Seth Godin’s blog is a regular read for me. I don’t always find use for everything he says, but I think he has a lot of great ideas and certainly can stir up some new ways to think. So picking up Purple Cow: Transform Your Business by Being Remarkable (Amazon affiliate link) wasn’t a stretch. I had heard a lot of good things about it, so I figured it would be a good read while I was up north at the cabin relaxing.
Overall the subject of the book is extremely important to companies that want to continue to compete in the changing marketplace. The first few chapters are great explanations of why being a purple cow is important and how marketing has changed, and Seth offers some good examples of companies which have made a business of being remarkable. There is one very important point Seth makes, that I think is important for all companies: marketing, strategy and design departments can no longer work independently if remarkable products are going to be properly created and launched.
Purple Cow was a quick and easy read. Seth Godin has structured the book like a blog – short text excerpts divided by catching titles. There are some great tidbits of information that are set off with bullets – which can stimulate some great trains of thought. The case studies are short and to the point, many of which are followed up with some points to ponder. However, there are a few where I wanted a bit more information about what the company did to become remarkable. There are also several places where a company or product is mentioned as remarkable, but I had never heard of it, which is fine, but I would have liked a bit of an explanation of what they did. (While I could search for it, I feel like I paid some money for the book, so it would be nice to get the information all in one place). There is a Purple Cow website which includes a few bonus chapters and additional information.

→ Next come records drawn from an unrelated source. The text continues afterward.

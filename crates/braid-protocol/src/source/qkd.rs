//! QKD key source
//!
//! Speaks the upstream ETSI-004 JSON vocabulary to the key-management service.
//! The KMS closes its end after every command, so each operation opens a fresh
//! TCP connection. A mock stack stands in when the node is configured without
//! a reachable KMS.

use crate::error::{ProtocolError, QkdError, Result};
use crate::format::key_to_bytes;
use crate::model::{KeyType, OpenConnectQos, OpenConnectUriParameters};
use crate::source::KeySource;
use async_trait::async_trait;
use braid_net::NetworkAddress;
use rand::Rng;
use serde_json::{json, Value};
use std::collections::HashMap;
use tokio::io::{AsyncReadExt, AsyncWriteExt};
use tokio::net::TcpStream;
use uuid::Uuid;

/// Upper bound on one KMS response
const KMS_RESPONSE_MAX_BYTES: usize = 65_057;

/// In-process stand-in for the QKD stack: random keys, synthetic stream ids
#[derive(Debug, Default)]
pub struct MockQkdStack {
    streams: HashMap<String, usize>,
}

impl MockQkdStack {
    /// Fresh mock stack with no open streams
    pub fn new() -> Self {
        Self::default()
    }

    /// Mock OPEN_CONNECT: mint a synthetic stream id for `chunk_size` keys
    pub fn open_connect(&mut self, chunk_size: usize) -> String {
        let key_stream_id = format!("{}-mock", rand::thread_rng().gen_range(1000..10000));
        self.streams.insert(key_stream_id.clone(), chunk_size);
        tracing::info!(key_stream_id = %key_stream_id, "open connect mocked");
        key_stream_id
    }

    /// Mock GET_KEY: random bytes of the stream's chunk size
    pub fn get_key(&self, key_stream_id: &str) -> Result<Vec<u8>> {
        let chunk_size = self
            .streams
            .get(key_stream_id)
            .copied()
            .ok_or_else(|| QkdError::Protocol(format!("invalid key_stream_id {}", key_stream_id)))?;
        let mut key = vec![0u8; chunk_size];
        rand::thread_rng().fill(key.as_mut_slice());
        Ok(key)
    }

    /// Mock CLOSE: forget the stream
    pub fn close_connection(&mut self, key_stream_id: &str) -> Result<()> {
        self.streams
            .remove(key_stream_id)
            .map(|_| ())
            .ok_or_else(|| {
                QkdError::Protocol(format!("invalid key_stream_id {}", key_stream_id)).into()
            })
    }
}

/// Key source backed by the upstream QKD key-management service
pub struct QkdSource {
    id: String,
    kms_address: NetworkAddress,
    source_uri: String,
    destination_uri: String,
    qkd_ksid: Option<String>,
    mock: Option<MockQkdStack>,
}

impl QkdSource {
    /// Build the source for one session's URIs against the configured KMS
    pub fn new(params: &OpenConnectUriParameters, kms_address: NetworkAddress, mock_qkd: bool) -> Self {
        let id = format!("{}-{}", KeyType::Qkd, Uuid::new_v4());
        tracing::debug!(id = %id, mock_qkd, "initializing QKD source");

        Self {
            id,
            kms_address,
            source_uri: format!("qkd://Application1@{}", params.source_uuid),
            destination_uri: format!("qkd://Application4@{}", params.destination_uuid),
            qkd_ksid: None,
            mock: mock_qkd.then(MockQkdStack::new),
        }
    }

    /// One command/response round against the KMS on a fresh connection
    async fn exchange(&self, request: &Value) -> Result<Value> {
        let mut socket = TcpStream::connect(self.kms_address.to_pair())
            .await
            .map_err(|e| QkdError::Connection(e.to_string()))?;

        let encoded = serde_json::to_vec(request)
            .map_err(|e| QkdError::Protocol(format!("request encoding failed: {}", e)))?;
        socket
            .write_all(&encoded)
            .await
            .map_err(|e| QkdError::Connection(e.to_string()))?;

        let mut buf = vec![0u8; KMS_RESPONSE_MAX_BYTES];
        let n = socket
            .read(&mut buf)
            .await
            .map_err(|e| QkdError::Connection(e.to_string()))?;
        if n == 0 {
            return Err(QkdError::Protocol("empty response from QKD stack".into()).into());
        }

        let response: Value = serde_json::from_slice(&buf[..n])
            .map_err(|e| QkdError::Protocol(format!("response decoding failed: {}", e)))?;
        QkdError::check_status(response["status"].as_i64().unwrap_or(-1))?;
        Ok(response)
    }

    fn stream_id(&self) -> Result<&str> {
        self.qkd_ksid
            .as_deref()
            .ok_or_else(|| QkdError::Protocol("no open key stream".into()).into())
    }
}

#[async_trait]
impl KeySource for QkdSource {
    fn id(&self) -> &str {
        &self.id
    }

    fn key_type(&self) -> KeyType {
        KeyType::Qkd
    }

    async fn open(&mut self, _hybrid_ksid: &str, qos: &OpenConnectQos) -> Result<()> {
        if let Some(mock) = self.mock.as_mut() {
            let chunk_size = qos.chunk_size()?;
            self.qkd_ksid = Some(mock.open_connect(chunk_size));
            return Ok(());
        }

        let request = json!({
            "command": "OPEN_CONNECT",
            "data": {
                "source": self.source_uri,
                "destination": self.destination_uri,
                "qos": qos,
            },
        });
        tracing::debug!(id = %self.id, "sending OPEN_CONNECT to the QKD stack");
        let response = self.exchange(&request).await?;

        let qkd_ksid = response["key_stream_id"].as_str().ok_or_else(|| {
            ProtocolError::from(QkdError::Protocol(
                "OPEN_CONNECT response carries no key_stream_id".into(),
            ))
        })?;
        tracing::debug!(id = %self.id, qkd_ksid = %qkd_ksid, "OPEN_CONNECT completed");
        self.qkd_ksid = Some(qkd_ksid.to_string());
        Ok(())
    }

    async fn get(&mut self) -> Result<Vec<u8>> {
        if let Some(mock) = self.mock.as_ref() {
            return mock.get_key(self.stream_id()?);
        }

        let request = json!({
            "command": "GET_KEY",
            "data": {
                "key_stream_id": self.stream_id()?,
                "index": 0,
                "metadata": {
                    "size": 46,
                    "buffer": "The metadata field is not used for the moment.",
                },
            },
        });
        tracing::debug!(id = %self.id, "sending GET_KEY to the QKD stack");
        let response = self.exchange(&request).await?;

        let key_buffer = response.get("key_buffer").ok_or_else(|| {
            ProtocolError::from(QkdError::Protocol(
                "GET_KEY response carries no key_buffer".into(),
            ))
        })?;
        key_to_bytes(key_buffer)
    }

    async fn close(&mut self) {
        let Some(qkd_ksid) = self.qkd_ksid.take() else {
            return;
        };

        if let Some(mock) = self.mock.as_mut() {
            if let Err(e) = mock.close_connection(&qkd_ksid) {
                tracing::error!(id = %self.id, "failed to close the mock QKD stream: {}", e);
            }
            return;
        }

        let request = json!({
            "command": "CLOSE",
            "data": { "key_stream_id": qkd_ksid },
        });
        match self.exchange(&request).await {
            Ok(_) => tracing::debug!(id = %self.id, qkd_ksid = %qkd_ksid, "CLOSE completed"),
            Err(e) => tracing::error!(id = %self.id, "failed to close the QKD stream: {}", e),
        }
    }
}

#[cfg(test)]
mod tests {
    use super::*;

    #[test]
    fn mock_streams_hand_out_chunk_sized_keys() {
        let mut mock = MockQkdStack::new();
        let ksid = mock.open_connect(48);
        assert!(ksid.ends_with("-mock"));
        assert_eq!(mock.get_key(&ksid).unwrap().len(), 48);
        // Still open; a second key is fine
        assert_eq!(mock.get_key(&ksid).unwrap().len(), 48);
        mock.close_connection(&ksid).unwrap();
        assert!(mock.get_key(&ksid).is_err());
    }

    #[test]
    fn mock_rejects_unknown_streams() {
        let mut mock = MockQkdStack::new();
        assert!(mock.get_key("missing").is_err());
        assert!(mock.close_connection("missing").is_err());
    }

    #[tokio::test]
    async fn mock_source_serves_the_full_cycle() {
        let params = OpenConnectUriParameters {
            source_uuid: "aaaa".into(),
            destination_uuid: "bbbb".into(),
            hybrid_method: crate::model::HybridizationMethod::Xor,
            key_sources: vec![crate::model::KeyExtractionAlgorithm::Qkd],
        };
        let qos = OpenConnectQos {
            key_chunk_size: 32,
            max_bps: 32000,
            min_bps: 32000,
            jitter: 10,
            priority: 0,
            timeout: 0,
            ttl: 3600,
            metadata_mimetype: "application/json".into(),
        };

        let mut source = QkdSource::new(&params, NetworkAddress::new("127.0.0.1", 1), true);
        assert_eq!(source.key_type(), KeyType::Qkd);
        assert!(source.id().starts_with("QKD-"));

        source.open("unused-hybrid-ksid", &qos).await.unwrap();
        assert_eq!(source.get().await.unwrap().len(), 32);
        source.close().await;
        // Idempotent
        source.close().await;
        assert!(source.get().await.is_err());
    }
}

Purple Cow was a good book for up north. It would be a good book for the beach. Most of the information is now widely accepted (the book was originally published in 2002), but still not widely implemented. The current recession would make a good opportunity to transform a business. I don’t think Purple Cow would necessarily be useful to Marketers who are in-the-know with current trends online and in social media, but it could spark some great brainstorming. Purple Cow definitely would be a good book for any higher level management that’s looking for a way to use the recession as an agent of change for their company and for any marketers and product designers just getting into online strategies.
Have you read Purple Cow? What did you think?
Purple Cow: Transform Your Business By Being Remarkable (Amazon affiliate link)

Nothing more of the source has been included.